Kimimizin Çerkesliği, okulun tarih hocasına diklenmekten ileri gitmezken; O, bize bizi anlattı. Benim senin yanında olamayışıma tercümanlık edercesine:

                                                “Alaca bir gecenin şafağında
Uykusuz mahmur gözlerimizle
Düşünüyorsak hala ne yapacağımızı
Hala soru işaretleri varsa kafamızda
Yoksulluktur bizimkisi
Düşün yoksulluğudur.
Aradan bunca yıl geçmesine rağmen
Sayıyorsak hala yerimizde
Aşamamışsak dağları
Atamamışsak yüreğimizdeki şüpheleri
Korkudur bizimkisi
Can korkusudur.” dedi

Ve adaşın vardı Medet, yaşadığımız bu ülkede; önce mücahit, sonra direnişçi, akabinde ayrılıkçı ve en nihayetinde terörist ilan edilen Çeçenlerin abisi, Medet Önlü’sü vardı. Ve mızıkalarımızın tınısında kalan Tsey Mahmut Özden’imiz...


O güzel atlara binip giden; Hanefi, Zafer, Vedat, Efkan ve can Bahadır'ımız vardı, unuttuk onları.

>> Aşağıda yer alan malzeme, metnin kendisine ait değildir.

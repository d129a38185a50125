// src/core/router.rs

//! The bucket-location router (C9): resolves `bucket -> (owning node |
//! local)` for the data plane. The actual bucket/replication metadata lives
//! outside this crate (spec.md §1 "Out of scope: the bucket-metadata
//! service") — `BucketLocator` is the narrow contract this module consumes
//! instead of reaching into that service directly.

use crate::core::errors::{ClusterError, ClusterResult};
use crate::core::metrics;
use crate::core::model::Node;
use crate::core::store::Store;
use async_trait::async_trait;
use chrono::Utc;
use dashmap::DashMap;
use std::sync::Arc;
use std::time::{Duration, Instant};
use uuid::Uuid;

/// Where a bucket's object data can be reached.
#[derive(Debug, Clone, Copy, PartialEq, Eq)]
pub enum RouteTarget {
    Local,
    Remote(Uuid),
}

/// The boundary to the bucket-metadata service: existence checks, the
/// declared primary, and the replica set derived from replication rules.
/// Implemented by the data plane; this crate only calls it.
#[async_trait]
pub trait BucketLocator: Send + Sync {
    async fn exists_locally(&self, bucket: &str) -> ClusterResult<bool>;
    async fn primary_node(&self, bucket: &str) -> ClusterResult<Option<Uuid>>;
    async fn replica_nodes(&self, bucket: &str) -> ClusterResult<Vec<Uuid>>;
}

struct CacheEntry {
    node: RouteTarget,
    cached_at: Instant,
}

/// Resolves bucket locations with an in-memory, TTL'd, concurrency-safe
/// cache (spec.md §4.9 "the cache is safe for concurrent access; cache
/// writes are last-write-wins on conflict") backed by `DashMap`, the same
/// primitive the breaker registry uses for its per-peer map.
pub struct BucketRouter {
    store: Store,
    locator: Arc<dyn BucketLocator>,
    local_node_id: Uuid,
    cache: DashMap<String, CacheEntry>,
    ttl: Duration,
}

impl BucketRouter {
    pub fn new(store: Store, locator: Arc<dyn BucketLocator>, local_node_id: Uuid, ttl: Duration) -> Self {
        Self {
            store,
            locator,
            local_node_id,
            cache: DashMap::new(),
            ttl,
        }
    }

    /// `RouteRequest` (spec.md §4.9).
    pub async fn route(&self, bucket: &str) -> ClusterResult<RouteTarget> {
        let cfg = self.store.get_cluster_config().await?;
        if !cfg.map(|c| c.is_cluster_enabled).unwrap_or(false) {
            return Ok(RouteTarget::Local);
        }

        if let Some(entry) = self.cache.get(bucket) {
            if entry.cached_at.elapsed() < self.ttl {
                match entry.node {
                    RouteTarget::Local => {
                        metrics::BUCKET_ROUTE_CACHE_HITS_TOTAL.inc();
                        return Ok(RouteTarget::Local);
                    }
                    RouteTarget::Remote(node_id) => {
                        if let Some(node) = self.healthy_registered_node(node_id).await? {
                            metrics::BUCKET_ROUTE_CACHE_HITS_TOTAL.inc();
                            return Ok(RouteTarget::Remote(node.id));
                        }
                        // falls through to re-resolve below
                    }
                }
            }
        }
        drop(self.cache.remove(bucket));
        metrics::BUCKET_ROUTE_CACHE_MISSES_TOTAL.inc();

        if self.locator.exists_locally(bucket).await? {
            self.insert_cache(bucket, RouteTarget::Local);
            return Ok(RouteTarget::Local);
        }

        let node_id = self.healthy_node_for_bucket(bucket).await?;
        self.insert_cache(bucket, RouteTarget::Remote(node_id));
        Ok(RouteTarget::Remote(node_id))
    }

    /// `GetHealthyNodeForBucket` (spec.md §4.9 step 4): primary first, else
    /// the first healthy replica, else `NoHealthyNode`.
    async fn healthy_node_for_bucket(&self, bucket: &str) -> ClusterResult<Uuid> {
        if let Some(primary) = self.locator.primary_node(bucket).await? {
            if let Some(node) = self.healthy_registered_node(primary).await? {
                return Ok(node.id);
            }
        }

        for replica in self.locator.replica_nodes(bucket).await? {
            if let Some(node) = self.healthy_registered_node(replica).await? {
                return Ok(node.id);
            }
        }

        Err(ClusterError::NoHealthyNode(bucket.to_string()))
    }

    async fn healthy_registered_node(&self, node_id: Uuid) -> ClusterResult<Option<Node>> {
        Ok(self
            .store
            .get_node(node_id)
            .await?
            .filter(|n| n.id != self.local_node_id)
            .filter(|n| matches!(n.health_status, crate::core::model::HealthStatus::Healthy | crate::core::model::HealthStatus::Degraded))
            .filter(|n| !n.is_stale))
    }

    fn insert_cache(&self, bucket: &str, target: RouteTarget) {
        self.cache.insert(
            bucket.to_string(),
            CacheEntry {
                node: target,
                cached_at: Instant::now(),
            },
        );
        if let RouteTarget::Remote(node_id) = target {
            let store = self.store.clone();
            let bucket = bucket.to_string();
            let ttl = self.ttl;
            tokio::spawn(async move {
                let _ = store
                    .cache_bucket_location(&bucket, node_id, Utc::now() + chrono::Duration::from_std(ttl).unwrap_or_default())
                    .await;
            });
        }
    }

    /// `InvalidateCache(bucket)` (spec.md §4.9).
    pub async fn invalidate(&self, bucket: &str) {
        self.cache.remove(bucket);
        let _ = self.store.invalidate_bucket_location(bucket).await;
    }

    /// `GetBucketReplicas` (spec.md §4.9): intersects replication
    /// destinations with the node registry.
    pub async fn replicas(&self, bucket: &str) -> ClusterResult<Vec<Node>> {
        let mut out = Vec::new();
        for node_id in self.locator.replica_nodes(bucket).await? {
            if let Some(node) = self.store.get_node(node_id).await? {
                out.push(node);
            }
        }
        Ok(out)
    }
}

#[cfg(test)]
mod tests {
    use super::*;
    use crate::core::model::HealthStatus;

    struct FakeLocator {
        local_buckets: Vec<String>,
        primaries: std::collections::HashMap<String, Uuid>,
    }

    #[async_trait]
    impl BucketLocator for FakeLocator {
        async fn exists_locally(&self, bucket: &str) -> ClusterResult<bool> {
            Ok(self.local_buckets.contains(&bucket.to_string()))
        }
        async fn primary_node(&self, bucket: &str) -> ClusterResult<Option<Uuid>> {
            Ok(self.primaries.get(bucket).copied())
        }
        async fn replica_nodes(&self, _bucket: &str) -> ClusterResult<Vec<Uuid>> {
            Ok(Vec::new())
        }
    }

    fn node(id: Uuid, status: HealthStatus) -> Node {
        Node {
            id,
            name: "peer".into(),
            endpoint: "https://peer".into(),
            node_token: "tok".into(),
            region: "".into(),
            priority: 0,
            health_status: status,
            last_health_check: None,
            last_seen: None,
            latency_ms: None,
            capacity_bytes: None,
            used_bytes: None,
            is_stale: false,
            last_local_write_at: None,
            metadata: Default::default(),
        }
    }

    #[tokio::test]
    async fn local_bucket_routes_local() {
        let store = Store::connect_in_memory().await.unwrap();
        let local_id = Uuid::new_v4();
        store
            .put_cluster_config(&crate::core::model::ClusterConfig {
                node_id: local_id,
                node_name: "self".into(),
                cluster_token: "tok".into(),
                is_cluster_enabled: true,
                region: "".into(),
                ca_cert_pem: "".into(),
                ca_key_pem: "".into(),
                node_cert_pem: "".into(),
                node_key_pem: "".into(),
            })
            .await
            .unwrap();

        let locator = Arc::new(FakeLocator {
            local_buckets: vec!["mine".into()],
            primaries: Default::default(),
        });
        let router = BucketRouter::new(store, locator, local_id, Duration::from_secs(300));
        let target = router.route("mine").await.unwrap();
        assert_eq!(target, RouteTarget::Local);
    }

    #[tokio::test]
    async fn remote_bucket_routes_to_healthy_primary() {
        let store = Store::connect_in_memory().await.unwrap();
        let local_id = Uuid::new_v4();
        let primary_id = Uuid::new_v4();
        store
            .put_cluster_config(&crate::core::model::ClusterConfig {
                node_id: local_id,
                node_name: "self".into(),
                cluster_token: "tok".into(),
                is_cluster_enabled: true,
                region: "".into(),
                ca_cert_pem: "".into(),
                ca_key_pem: "".into(),
                node_cert_pem: "".into(),
                node_key_pem: "".into(),
            })
            .await
            .unwrap();
        store.upsert_node(&node(primary_id, HealthStatus::Healthy)).await.unwrap();

        let mut primaries = std::collections::HashMap::new();
        primaries.insert("theirs".to_string(), primary_id);
        let locator = Arc::new(FakeLocator {
            local_buckets: vec![],
            primaries,
        });
        let router = BucketRouter::new(store, locator, local_id, Duration::from_secs(300));
        let target = router.route("theirs").await.unwrap();
        assert_eq!(target, RouteTarget::Remote(primary_id));
    }

    #[tokio::test]
    async fn no_healthy_node_errors() {
        let store = Store::connect_in_memory().await.unwrap();
        let local_id = Uuid::new_v4();
        store
            .put_cluster_config(&crate::core::model::ClusterConfig {
                node_id: local_id,
                node_name: "self".into(),
                cluster_token: "tok".into(),
                is_cluster_enabled: true,
                region: "".into(),
                ca_cert_pem: "".into(),
                ca_key_pem: "".into(),
                node_cert_pem: "".into(),
                node_key_pem: "".into(),
            })
            .await
            .unwrap();

        let locator = Arc::new(FakeLocator {
            local_buckets: vec![],
            primaries: Default::default(),
        });
        let router = BucketRouter::new(store, locator, local_id, Duration::from_secs(300));
        let err = router.route("nowhere").await.unwrap_err();
        assert!(matches!(err, ClusterError::NoHealthyNode(_)));
    }
}
// src/core/metrics.rs

//! Defines and registers Prometheus metrics for the control plane.
//!
//! Uses `once_cell::sync::Lazy` so every metric is registered exactly once
//! globally for the process lifetime, the same one-shot-registration
//! guarantee the teacher gets from `lazy_static!`.

use once_cell::sync::Lazy;
use prometheus::{
    Counter, CounterVec, Gauge, GaugeVec, Histogram, HistogramVec, TextEncoder,
    register_counter, register_counter_vec, register_gauge, register_gauge_vec,
    register_histogram, register_histogram_vec,
};

// --- Node-wide gauges ---

/// `1` once this node has joined or initialized a cluster, `0` otherwise.
pub static CLUSTER_ENABLED: Lazy<Gauge> = Lazy::new(|| {
    register_gauge!("maxiofs_cluster_enabled", "Whether the cluster control plane is enabled on this node.").unwrap()
});

/// Count of entries in the node registry, excluding removed nodes.
pub static REGISTERED_NODES: Lazy<Gauge> = Lazy::new(|| {
    register_gauge!("maxiofs_cluster_registered_nodes", "Number of nodes currently in the registry.").unwrap()
});

/// `health_status` as a number per peer, for at-a-glance dashboards.
pub static PEER_HEALTH_STATUS: Lazy<GaugeVec> = Lazy::new(|| {
    register_gauge_vec!(
        "maxiofs_cluster_peer_health_status",
        "Health status of a peer (0=unknown,1=healthy,2=degraded,3=unavailable,4=removed).",
        &["peer_id", "peer_name"]
    )
    .unwrap()
});

// --- Sync counters ---

/// Total entity records pushed, labeled by entity type and outcome.
pub static SYNC_PUSHES_TOTAL: Lazy<CounterVec> = Lazy::new(|| {
    register_counter_vec!(
        "maxiofs_cluster_sync_pushes_total",
        "Total entity sync pushes attempted, labeled by entity type and outcome.",
        &["entity_type", "outcome"]
    )
    .unwrap()
});

/// Total tombstones pushed to peers, labeled by entity type.
pub static TOMBSTONE_PUSHES_TOTAL: Lazy<CounterVec> = Lazy::new(|| {
    register_counter_vec!(
        "maxiofs_cluster_tombstone_pushes_total",
        "Total tombstone sync pushes, labeled by entity type.",
        &["entity_type"]
    )
    .unwrap()
});

/// Total reconciliations run, labeled by mode (offline/partition).
pub static RECONCILE_RUNS_TOTAL: Lazy<CounterVec> = Lazy::new(|| {
    register_counter_vec!(
        "maxiofs_cluster_reconcile_runs_total",
        "Total stale-reconciliation passes run, labeled by mode.",
        &["mode"]
    )
    .unwrap()
});

// --- Health checker ---

/// Latency of a successful health probe, labeled by peer.
pub static HEALTH_PROBE_LATENCY_SECONDS: Lazy<HistogramVec> = Lazy::new(|| {
    register_histogram_vec!(
        "maxiofs_cluster_health_probe_latency_seconds",
        "Latency of health probes against peers, labeled by peer id.",
        &["peer_id"]
    )
    .unwrap()
});

pub static HEALTH_PROBES_TOTAL: Lazy<CounterVec> = Lazy::new(|| {
    register_counter_vec!(
        "maxiofs_cluster_health_probes_total",
        "Total health probes attempted, labeled by outcome.",
        &["outcome"]
    )
    .unwrap()
});

// --- Circuit breaker ---

/// Breaker state per peer (0=closed,1=open,2=half-open).
pub static BREAKER_STATE: Lazy<GaugeVec> = Lazy::new(|| {
    register_gauge_vec!(
        "maxiofs_cluster_breaker_state",
        "Circuit breaker state per peer (0=closed,1=open,2=half-open).",
        &["peer_id"]
    )
    .unwrap()
});

pub static BREAKER_TRIPS_TOTAL: Lazy<Counter> = Lazy::new(|| {
    register_counter!("maxiofs_cluster_breaker_trips_total", "Total times a circuit breaker opened.").unwrap()
});

// --- Bucket router / aggregator ---

pub static BUCKET_ROUTE_CACHE_HITS_TOTAL: Lazy<Counter> = Lazy::new(|| {
    register_counter!(
        "maxiofs_cluster_bucket_route_cache_hits_total",
        "Total bucket-location cache hits."
    )
    .unwrap()
});

pub static BUCKET_ROUTE_CACHE_MISSES_TOTAL: Lazy<Counter> = Lazy::new(|| {
    register_counter!(
        "maxiofs_cluster_bucket_route_cache_misses_total",
        "Total bucket-location cache misses."
    )
    .unwrap()
});

pub static BUCKET_AGGREGATE_LATENCY_SECONDS: Lazy<Histogram> = Lazy::new(|| {
    register_histogram!(
        "maxiofs_cluster_bucket_aggregate_latency_seconds",
        "Latency of ListAllBuckets fan-out across healthy peers."
    )
    .unwrap()
});

/// Gathers all registered metrics and encodes them in the Prometheus text format.
pub fn gather_metrics() -> String {
    let encoder = TextEncoder::new();
    let metric_families = prometheus::gather();
    encoder.encode_to_string(&metric_families).unwrap()
}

Evet Medet; bilmiyorum artık inadırabilir miyim seni, sana kardeşimsin diyerek?






21.1.14

esip gelenler II


Hiçbir zaman eskimedi yalnızlığı

Hep üstüne tam oldu

Ödünç almıştı tebessümü

Kimedir bilinmez bir hatır içindi mutluluğu

Bir kahve telvesinden beklenen yaşam

Dilin söyleyemedikleri…

Aramakla bulunamayanlar

Uzaklar, uzaklaşanlar

Geceyle yaklaşıp, tutulamayanlar…

Kör karanlıktı akla getiren bunları

Biriktiren

Zihnin belini büken, kaleme düşüren

Ve içten gelenin dışa aksiydi umulan

Hoşluktu, tattı

O tat ki;

Düzgün, ince parmaklarda esir bir isin kokusuydu

İzini sürdü

Sabır nedir bilmezken

Suyu imrendirdi

Taşın kendini parçalayışını seyretti

Sordu en yeşile;

Bir daha ne zaman eser o rüzgar?

Ve yine geçer mi bir kısrağın yeleleri arasından?